La déclaration d'Alexis Tsipras «était une faute très inhabituelle selon les critères européens. Cela ne se fait pas dans l'Eurogroupe», a déclaré Martin Jäger, porte-parole du ministre allemand des Finances, Wolfgang Schäuble-Il s'est exprimé lundi lors d'une conférence de presse.

Les relations entre Berlin et Athènes se sont nettement tendues depuis l'arrivée au pouvoir en Grèce de la gauche radicale Syriza. Celle-ci a promis de remettre en cause la politique de réformes économiques défendue par l'Allemagne en Europe.

Les députés allemands avaient approuvé vendredi la prolongation d'un programme européen de soutien financier à la Grèce, malgré de fortes réticences dans la population allemande.
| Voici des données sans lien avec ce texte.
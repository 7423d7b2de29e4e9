//! Delete All Doctors Handler

use salvo::prelude::*;

use crate::{doctors::errors::into_status_error, extensions::*};

/// Delete All Doctors Handler
#[endpoint(
    tags("doctors"),
    summary = "Delete All Doctors",
    responses(
        (status_code = StatusCode::OK, description = "Doctors deleted"),
        (status_code = StatusCode::CONFLICT, description = "A doctor has appointments"),
    ),
)]
pub(crate) async fn handler(depot: &mut Depot) -> Result<StatusCode, StatusError> {
    let state = depot.state_or_500()?;

    state
        .app
        .doctors
        .delete_doctors()
        .await
        .map_err(into_status_error)?;

    Ok(StatusCode::OK)
}
//! Delete All Appointments Handler

use salvo::prelude::*;

use crate::{appointments::errors::into_status_error, extensions::*};

/// Delete All Appointments Handler
#[endpoint(
    tags("appointments"),
    summary = "Delete All Appointments",
    responses((status_code = StatusCode::OK, description = "Appointments deleted")),
)]
pub(crate) async fn handler(depot: &mut Depot) -> Result<StatusCode, StatusError> {
    depot
        .state_or_500()?
        .app
        .appointments
        .delete_appointments()
        .await
        .map_err(into_status_error)?;

    Ok(StatusCode::OK)
}
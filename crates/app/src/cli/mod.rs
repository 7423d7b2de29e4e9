use clap::{Parser, Subcommand};

mod db;
mod room;

#[derive(Debug, Parser)]
#[command(name = "hospital-app", about = "Hospital CLI", long_about = None)]
pub(crate) struct Cli {
    #[command(subcommand)]
    command: Commands,
}

#[derive(Debug, Subcommand)]
enum Commands {
    Db(db::DbCommand),
    Room(room::RoomCommand),
}

impl Cli {
    pub(crate) async fn run(self) -> Result<(), String> {
        match self.command {
            Commands::Db(command) => db::run(command).await,
            Commands::Room(command) => room::run(command).await,
        }
    }
}

#[cfg(test)]
mod tests {
    use clap::CommandFactory;

    use super::*;

    #[test]
    fn cli_definition_is_consistent() {
        Cli::command().debug_assert();
    }

    #[test]
    fn parses_db_migrate_with_explicit_url() {
        let cli = Cli::try_parse_from([
            "hospital-app",
            "db",
            "migrate",
            "--database-url",
            "postgres://localhost/hospital",
        ]);

        assert!(cli.is_ok(), "{cli:?}");
    }

    #[test]
    fn room_create_requires_a_name() {
        let cli = Cli::try_parse_from([
            "hospital-app",
            "room",
            "create",
            "--database-url",
            "postgres://localhost/hospital",
        ]);

        assert!(cli.is_err());
    }
}
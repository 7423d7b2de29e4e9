//! Get Doctor Handler

use salvo::{
    oapi::{ToSchema, extract::PathParam},
    prelude::*,
};
use serde::{Deserialize, Serialize};

use hospital_app::domain::doctors::records::{DoctorId, DoctorRecord};

use crate::{doctors::errors::into_status_error, extensions::*};

#[derive(Debug, Clone, PartialEq, Eq, Serialize, Deserialize, ToSchema)]
#[serde(rename_all = "camelCase")]
pub(crate) struct DoctorResponse {
    /// Store-assigned doctor id
    pub id: i64,

    pub first_name: String,

    pub last_name: String,

    pub age: u16,

    pub email: String,
}

impl From<DoctorRecord> for DoctorResponse {
    fn from(doctor: DoctorRecord) -> Self {
        DoctorResponse {
            id: doctor.id.into_i64(),
            first_name: doctor.first_name,
            last_name: doctor.last_name,
            age: doctor.age,
            email: doctor.email,
        }
    }
}

/// Get Doctor Handler
#[endpoint(
    tags("doctors"),
    summary = "Get Doctor",
    responses(
        (status_code = StatusCode::OK, description = "Doctor found"),
        (status_code = StatusCode::NOT_FOUND, description = "Doctor not found"),
        (status_code = StatusCode::BAD_REQUEST, description = "Id is not an integer"),
    ),
)]
pub(crate) async fn handler(
    id: PathParam<i64>,
    depot: &mut Depot,
) -> Result<Json<DoctorResponse>, StatusError> {
    let state = depot.state_or_500()?;

    let doctor = state
        .app
        .doctors
        .get_doctor(DoctorId::from_i64(id.into_inner()))
        .await
        .map_err(into_status_error)?;

    Ok(Json(doctor.into()))
}
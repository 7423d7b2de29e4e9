//! Patient Data

use crate::domain::patients::records::PatientId;

/// Patient Save Data
///
/// Without an id, or with an id the store does not know, a new row is
/// inserted under a freshly assigned id. A known id replaces that row.
#[derive(Debug, Clone, PartialEq, Eq)]
pub struct NewPatient {
    pub id: Option<PatientId>,
    pub first_name: String,
    pub last_name: String,
    pub age: u16,
    pub email: String,
}

/// Patient Update Data
#[derive(Debug, Clone, PartialEq, Eq)]
pub struct PatientUpdate {
    pub first_name: String,
    pub last_name: String,
    pub age: u16,
    pub email: String,
}
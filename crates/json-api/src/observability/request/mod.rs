//! Request-level logging and request IDs.

mod request_ids;
mod spans;

use std::time::Instant;

use salvo::{
    Request, handler,
    prelude::{Depot, FlowCtrl, Response},
};
use tracing::Instrument as _;
use tracing::{error, info, warn};

use super::settings;

pub(crate) const REQUEST_ID_DEPOT_KEY: &str = "request_id";

#[handler]
pub(crate) async fn request_logging(
    req: &mut Request,
    depot: &mut Depot,
    res: &mut Response,
    ctrl: &mut FlowCtrl,
) {
    let started = Instant::now();

    let request_id =
        request_ids::resolve_request_id(req.header::<String>(request_ids::REQUEST_ID_HEADER));

    depot.insert(REQUEST_ID_DEPOT_KEY, request_id.clone());

    request_ids::set_request_id_header(res, &request_id);

    let method = req.method().to_string();
    let path = req.uri().path().to_owned();
    let remote_addr = req.remote_addr().to_string();
    let route = spans::route_for_path(&path);

    let span = tracing::info_span!(
        parent: None,
        "http.request",
        request_id = %request_id,
        method = %method,
        route = %route,
        path = %path,
        remote_addr = %remote_addr,
        status = tracing::field::Empty,
        duration_ms = tracing::field::Empty
    );

    ctrl.call_next(req, depot, res)
        .instrument(span.clone())
        .await;

    let status = request_ids::response_status_or_ok(res.status_code);
    let duration_ms = started.elapsed().as_millis();
    let threshold_ms = u128::from(settings::slow_request_threshold_ms());

    span.record("status", status.as_u16());
    span.record("duration_ms", duration_ms);

    span.in_scope(|| {
        info!(status = status.as_u16(), duration_ms, "request.completed");

        if status.is_server_error() {
            error!(
                status = status.as_u16(),
                method = %method,
                path = %path,
                request_id = %request_id,
                "server error response"
            );
        } else if status.is_client_error() {
            warn!(
                status = status.as_u16(),
                method = %method,
                path = %path,
                request_id = %request_id,
                "client error response"
            );
        }

        if duration_ms > threshold_ms {
            warn!(
                method = %method,
                route = %route,
                request_id = %request_id,
                duration_ms,
                threshold_ms,
                "slow request detected"
            );
        }
    });
}

#[cfg(test)]
mod tests {
    use salvo::{
        prelude::*,
        test::{ResponseExt, TestClient},
    };
    use testresult::TestResult;

    use crate::extensions::*;

    use super::*;

    #[handler]
    async fn echo_request_id(depot: &mut Depot) -> String {
        depot.request_id().unwrap_or_default().to_string()
    }

    fn make_service() -> Service {
        Service::new(
            Router::new()
                .hoop(request_logging)
                .push(Router::with_path("echo").get(echo_request_id)),
        )
    }

    #[tokio::test]
    async fn incoming_request_id_is_propagated() -> TestResult {
        let mut res = TestClient::get("http://example.com/echo")
            .add_header("x-request-id", "abc-123", true)
            .send(&make_service())
            .await;

        let header = res
            .headers()
            .get("x-request-id")
            .and_then(|v| v.to_str().ok())
            .map(str::to_owned);

        assert_eq!(header.as_deref(), Some("abc-123"));
        assert_eq!(res.take_string().await?, "abc-123");

        Ok(())
    }

    #[tokio::test]
    async fn missing_request_id_is_generated() -> TestResult {
        let mut res = TestClient::get("http://example.com/echo")
            .send(&make_service())
            .await;

        let header = res
            .headers()
            .get("x-request-id")
            .and_then(|v| v.to_str().ok())
            .map(str::to_owned);

        let body = res.take_string().await?;

        assert!(header.is_some(), "expected a generated request id header");
        assert_eq!(header.as_deref(), Some(body.as_str()));

        Ok(())
    }
}
//! Result helper extensions for HTTP handlers.

use std::fmt::Display;

use salvo::prelude::StatusError;
use tracing::{error, warn};

/// Map any error to a logged HTTP error.
pub(crate) trait ResultExt<T> {
    /// Log as an internal failure and respond 500.
    fn or_500(self, context: &str) -> Result<T, StatusError>;

    /// Log as a rejected request and respond 400 with `context` as the brief.
    fn or_400(self, context: &str) -> Result<T, StatusError>;
}

impl<T, E> ResultExt<T> for Result<T, E>
where
    E: Display,
{
    fn or_500(self, context: &str) -> Result<T, StatusError> {
        self.map_err(|error| {
            error!("{context}: {error}");

            StatusError::internal_server_error()
        })
    }

    fn or_400(self, context: &str) -> Result<T, StatusError> {
        self.map_err(|error| {
            warn!("{context}: {error}");

            StatusError::bad_request().brief(context)
        })
    }
}
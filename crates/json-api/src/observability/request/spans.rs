//! Route templates for request spans.

/// Collection segments whose next segment is a resource key.
const KEYED_COLLECTIONS: [(&str, &str); 4] = [
    ("doctors", "{id}"),
    ("patients", "{id}"),
    ("appointments", "{id}"),
    ("rooms", "{roomName}"),
];

/// Replace resource keys in `path` with their route placeholder, so spans for
/// `/api/doctors/7` and `/api/doctors/8` share the route `/api/doctors/{id}`.
pub(super) fn route_for_path(path: &str) -> String {
    let mut route = String::new();
    let mut placeholder: Option<&str> = None;

    for segment in path.split('/').filter(|segment| !segment.is_empty()) {
        route.push('/');

        if let Some(key) = placeholder.take() {
            route.push_str(key);
            continue;
        }

        route.push_str(segment);

        placeholder = KEYED_COLLECTIONS
            .iter()
            .find(|(collection, _)| *collection == segment)
            .map(|(_, key)| *key);
    }

    if route.is_empty() {
        route.push('/');
    }

    route
}
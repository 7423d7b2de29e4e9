//! Get Room Handler

use salvo::{
    oapi::{ToSchema, extract::PathParam},
    prelude::*,
};
use serde::{Deserialize, Serialize};

use hospital_app::domain::rooms::records::RoomRecord;

use crate::{extensions::*, rooms::errors::into_status_error};

#[derive(Debug, Clone, PartialEq, Eq, Serialize, Deserialize, ToSchema)]
#[serde(rename_all = "camelCase")]
pub(crate) struct RoomResponse {
    /// Unique room name
    pub room_name: String,
}

impl From<RoomRecord> for RoomResponse {
    fn from(room: RoomRecord) -> Self {
        RoomResponse {
            room_name: room.room_name,
        }
    }
}

/// Get Room Handler
#[endpoint(
    tags("rooms"),
    summary = "Get Room",
    responses(
        (status_code = StatusCode::OK, description = "Room found"),
        (status_code = StatusCode::NOT_FOUND, description = "Room not found"),
    ),
)]
pub(crate) async fn handler(
    room_name: PathParam<String>,
    depot: &mut Depot,
) -> Result<Json<RoomResponse>, StatusError> {
    let state = depot.state_or_500()?;

    let room = state
        .app
        .rooms
        .get_room(room_name.into_inner())
        .await
        .map_err(into_status_error)?;

    Ok(Json(room.into()))
}

#[cfg(test)]
mod tests {
    use salvo::test::{ResponseExt, TestClient};
    use testresult::TestResult;

    use hospital_app::domain::rooms::{MockRoomsService, RoomsServiceError};

    use crate::test_helpers::{is_json, make_room, rooms_service};

    use super::*;

    #[tokio::test]
    async fn test_get_room_success() -> TestResult {
        let mut rooms = MockRoomsService::new();

        rooms
            .expect_get_room()
            .once()
            .withf(|name| name == "Dermatology")
            .return_once(|_| Ok(make_room("Dermatology")));

        let mut res = TestClient::get("http://example.com/api/rooms/Dermatology")
            .send(&rooms_service(rooms))
            .await;

        let body: serde_json::Value = res.take_json().await?;

        assert_eq!(res.status_code, Some(StatusCode::OK));
        assert!(is_json(&res), "expected a JSON response");
        assert_eq!(body["roomName"], "Dermatology");

        Ok(())
    }

    #[tokio::test]
    async fn test_get_room_unknown_name_returns_404() {
        let mut rooms = MockRoomsService::new();

        rooms
            .expect_get_room()
            .once()
            .return_once(|_| Err(RoomsServiceError::NotFound));

        let res = TestClient::get("http://example.com/api/rooms/Attic")
            .send(&rooms_service(rooms))
            .await;

        assert_eq!(res.status_code, Some(StatusCode::NOT_FOUND));
    }
}
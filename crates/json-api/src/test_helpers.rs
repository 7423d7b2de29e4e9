//! Test helpers.

use std::sync::Arc;

use jiff::civil::date;
use salvo::{affix_state::inject, http::header::CONTENT_TYPE, prelude::*};

use hospital_app::{
    context::AppContext,
    domain::{
        appointments::{
            MockAppointmentsService,
            records::{AppointmentId, AppointmentRecord},
            schedule::TimeSlot,
        },
        doctors::{
            MockDoctorsService,
            records::{DoctorId, DoctorRecord},
        },
        patients::{
            MockPatientsService,
            records::{PatientId, PatientRecord},
        },
        rooms::{MockRoomsService, records::RoomRecord},
    },
};

use crate::{router::app_router, state::State};

/// Whether the response declares a JSON body.
pub(crate) fn is_json(res: &Response) -> bool {
    res.headers()
        .get(CONTENT_TYPE)
        .and_then(|value| value.to_str().ok())
        .is_some_and(|value| value.starts_with("application/json"))
}

/// Context whose services fail the test on any call.
pub(crate) fn mocked_app() -> AppContext {
    AppContext {
        doctors: Arc::new(MockDoctorsService::new()),
        patients: Arc::new(MockPatientsService::new()),
        rooms: Arc::new(MockRoomsService::new()),
        appointments: Arc::new(MockAppointmentsService::new()),
    }
}

pub(crate) fn mocked_state() -> Arc<State> {
    State::from_app_context(mocked_app())
}

fn api_service(app: AppContext) -> Service {
    Service::new(
        Router::new()
            .hoop(inject(State::from_app_context(app)))
            .push(app_router()),
    )
}

pub(crate) fn doctors_service(doctors: MockDoctorsService) -> Service {
    api_service(AppContext {
        doctors: Arc::new(doctors),
        ..mocked_app()
    })
}

pub(crate) fn patients_service(patients: MockPatientsService) -> Service {
    api_service(AppContext {
        patients: Arc::new(patients),
        ..mocked_app()
    })
}

pub(crate) fn rooms_service(rooms: MockRoomsService) -> Service {
    api_service(AppContext {
        rooms: Arc::new(rooms),
        ..mocked_app()
    })
}

pub(crate) fn appointments_service(appointments: MockAppointmentsService) -> Service {
    api_service(AppContext {
        appointments: Arc::new(appointments),
        ..mocked_app()
    })
}

pub(crate) fn make_doctor(id: i64) -> DoctorRecord {
    DoctorRecord {
        id: DoctorId::from_i64(id),
        first_name: "Perla".to_string(),
        last_name: "Amalia".to_string(),
        age: 24,
        email: "p.amalia@hospital.accwe".to_string(),
    }
}

pub(crate) fn make_patient(id: i64) -> PatientRecord {
    PatientRecord {
        id: PatientId::from_i64(id),
        first_name: "Jose Luis".to_string(),
        last_name: "Olaya".to_string(),
        age: 37,
        email: "j.olaya@email.com".to_string(),
    }
}

pub(crate) fn make_room(room_name: &str) -> RoomRecord {
    RoomRecord {
        room_name: room_name.to_string(),
    }
}

/// Appointment on 2026-03-01 from 09:00 to 10:00 in "Operations".
pub(crate) fn make_appointment(id: i64) -> AppointmentRecord {
    let starts_at = date(2026, 3, 1).at(9, 0, 0, 0);
    let finishes_at = date(2026, 3, 1).at(10, 0, 0, 0);

    AppointmentRecord {
        id: AppointmentId::from_i64(id),
        patient: make_patient(1),
        doctor: make_doctor(1),
        room: make_room("Operations"),
        slot: TimeSlot::new(starts_at, finishes_at).unwrap_or_else(|error| panic!("{error}")),
    }
}
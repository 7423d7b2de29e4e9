use clap::{Args, Subcommand};

mod create;

#[derive(Debug, Args)]
pub(crate) struct RoomCommand {
    #[command(subcommand)]
    command: RoomSubcommand,
}

#[derive(Debug, Subcommand)]
enum RoomSubcommand {
    /// Register a room appointments can be booked in
    Create(create::CreateRoomArgs),
}

pub(crate) async fn run(command: RoomCommand) -> Result<(), String> {
    match command.command {
        RoomSubcommand::Create(args) => create::run(args).await,
    }
}
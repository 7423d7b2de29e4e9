//! Rooms

mod errors;
mod handlers;

pub(crate) use handlers::*;
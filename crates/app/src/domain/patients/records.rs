//! Patient Records

use crate::ids::TypedId;

/// Patient Id
pub type PatientId = TypedId<PatientRecord>;

/// Patient Record
#[derive(Debug, Clone, PartialEq, Eq)]
pub struct PatientRecord {
    pub id: PatientId,
    pub first_name: String,
    pub last_name: String,
    pub age: u16,
    pub email: String,
}
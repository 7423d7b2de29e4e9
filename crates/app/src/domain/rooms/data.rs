//! Room Data

/// New Room Data
#[derive(Debug, Clone, PartialEq, Eq)]
pub struct NewRoom {
    /// Room name, unique across all rooms.
    pub room_name: String,
}
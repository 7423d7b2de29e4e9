//! Room Records

/// Room Record
///
/// Rooms are keyed by name; there is no numeric id.
#[derive(Debug, Clone, PartialEq, Eq, Hash)]
pub struct RoomRecord {
    pub room_name: String,
}
//! Delete All Patients Handler

use salvo::prelude::*;

use crate::{patients::errors::into_status_error, extensions::*};

/// Delete All Patients Handler
#[endpoint(
    tags("patients"),
    summary = "Delete All Patients",
    responses(
        (status_code = StatusCode::OK, description = "Patients deleted"),
        (status_code = StatusCode::CONFLICT, description = "A patient has appointments"),
    ),
)]
pub(crate) async fn handler(depot: &mut Depot) -> Result<StatusCode, StatusError> {
    let state = depot.state_or_500()?;

    state
        .app
        .patients
        .delete_patients()
        .await
        .map_err(into_status_error)?;

    Ok(StatusCode::OK)
}
//! Server configuration module

use clap::Parser;

use crate::config::{
    db::DatabaseConfig,
    observability::{LoggingConfig, ObservabilityConfig},
    server::ServerRuntimeConfig,
};

pub(crate) mod db;
pub(crate) mod observability;
pub(crate) mod server;

/// Hospital JSON API Server configuration
#[derive(Debug, Parser)]
#[command(name = "hospital-json", about = "Hospital JSON API Server", long_about = None)]
pub struct ServerConfig {
    /// Server network settings.
    #[command(flatten)]
    pub server: ServerRuntimeConfig,

    /// Logging output settings.
    #[command(flatten)]
    pub logging: LoggingConfig,

    /// Request observability settings.
    #[command(flatten)]
    pub observability: ObservabilityConfig,

    /// Application database settings.
    #[command(flatten)]
    pub database: DatabaseConfig,
}

impl ServerConfig {
    /// Load configuration from environment and CLI arguments
    ///
    /// # Errors
    ///
    /// Returns an error if configuration cannot be parsed
    pub fn load() -> Result<Self, clap::Error> {
        // Load .env file if present (ignore if missing)
        _ = dotenvy::dotenv();

        Self::try_parse()
    }

    /// Get the socket address for binding
    #[must_use]
    pub fn socket_addr(&self) -> String {
        self.server.socket_addr()
    }
}
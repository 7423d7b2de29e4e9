//! Room Handlers

pub(crate) mod create;
pub(crate) mod delete;
pub(crate) mod delete_all;
pub(crate) mod get;
pub(crate) mod index;
//! Depot helper extensions.

use std::sync::Arc;

use salvo::prelude::{Depot, StatusError};
use tracing::error;

use crate::{observability::REQUEST_ID_DEPOT_KEY, state::State};

/// Typed access to values stored in the depot by middleware.
pub(crate) trait DepotExt {
    /// The injected application state, or a logged 500 when it is missing.
    fn state_or_500(&self) -> Result<&Arc<State>, StatusError>;

    /// The id assigned to the current request by the logging middleware.
    fn request_id(&self) -> Option<&str>;
}

impl DepotExt for Depot {
    fn state_or_500(&self) -> Result<&Arc<State>, StatusError> {
        self.obtain::<Arc<State>>().map_err(|_missing| {
            error!("application state was not injected");

            StatusError::internal_server_error()
        })
    }

    fn request_id(&self) -> Option<&str> {
        self.get::<String>(REQUEST_ID_DEPOT_KEY)
            .ok()
            .map(String::as_str)
    }
}
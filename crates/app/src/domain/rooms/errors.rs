//! Rooms service errors.

use sqlx::{
    Error,
    error::{DatabaseError, ErrorKind},
};
use thiserror::Error;

#[derive(Debug, Error)]
pub enum RoomsServiceError {
    #[error("room already exists")]
    AlreadyExists,

    #[error("room not found")]
    NotFound,

    #[error("room is referenced by an appointment")]
    Referenced,

    #[error("missing required data")]
    MissingRequiredData,

    #[error("invalid data")]
    InvalidData,

    #[error("storage error")]
    Sql(#[source] Error),
}

impl From<Error> for RoomsServiceError {
    fn from(error: Error) -> Self {
        if matches!(error, Error::RowNotFound) {
            return Self::NotFound;
        }

        match error.as_database_error().map(DatabaseError::kind) {
            Some(ErrorKind::UniqueViolation) => Self::AlreadyExists,
            Some(ErrorKind::ForeignKeyViolation) => Self::Referenced,
            Some(ErrorKind::NotNullViolation) => Self::MissingRequiredData,
            Some(ErrorKind::CheckViolation) => Self::InvalidData,
            Some(ErrorKind::Other | _) | None => Self::Sql(error),
        }
    }
}
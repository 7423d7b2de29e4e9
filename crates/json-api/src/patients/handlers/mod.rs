//! Patient Handlers

pub(crate) mod create;
pub(crate) mod delete;
pub(crate) mod delete_all;
pub(crate) mod get;
pub(crate) mod index;
pub(crate) mod update;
Wolfgang Schäuble a affirmé que ce soutien à la Grèce n'était «pas une décision facile», notamment en raison des prises de position récurrentes du gouvernement grec contre les contreparties aux aides financières imposées par les créanciers (UE, FMI, BCE).

Confiance entamée

Martin Jäger a pris lundi la défense de l'Espagne et du Portugal. Ces deux pays «sont des partenaires avec lesquels nous coopérons très étroitement. Nous avons une très haute reconnaissance pour ce qu'ils ont réussi sur la voie des réformes ces dernières années», a-t-il dit.

Interrogé sur la confiance que l'Allemagne pouvait placer dans les engagements de réformes arrachées à la Grèce après d'âpres négociations, Martin Jäger n'a pas caché les doutes de son ministre. «C'est un fait que beaucoup de confiance a été perdue ces dernières semaines», a-t-il déclaré.

Compromis contesté

Le compromis conclu par Alexis Tsipras à Bruxelles pour prolonger l'aider européenne à la Grèce est contesté dans ses propres rangs et a fait descendre des manifestants dans la rue. Samedi, il a accusé l'Espagne et le Portugal d'avoir voulu conduire son pays à «une asphyxie financière» lors des négociations.

«Ces puissances ne souhaitaient pas que l'exemple grec ait une influence sur d'autres pays, surtout dans la perspective des élections en Espagne» prévues pour novembre, et en septembre ou octobre au Portugal, a-t-il dit.

Chercher des boucs émissaires

L'Espagne et le Portugal lui ont répliqué sèchement dimanche soir. Les deux pays ont reproché au chef du gouvernement Alexis Tsipras de chercher des boucs émissaires face aux difficultés qu'il rencontre en Grèce.

Ils ont aussi protesté officiellement auprès de Bruxelles. Madrid a appelé le Conseil européen et la Commission européenne à «condamner les déclarations» d'Alexis Tsipras, selon une source du gouvernement espagnol.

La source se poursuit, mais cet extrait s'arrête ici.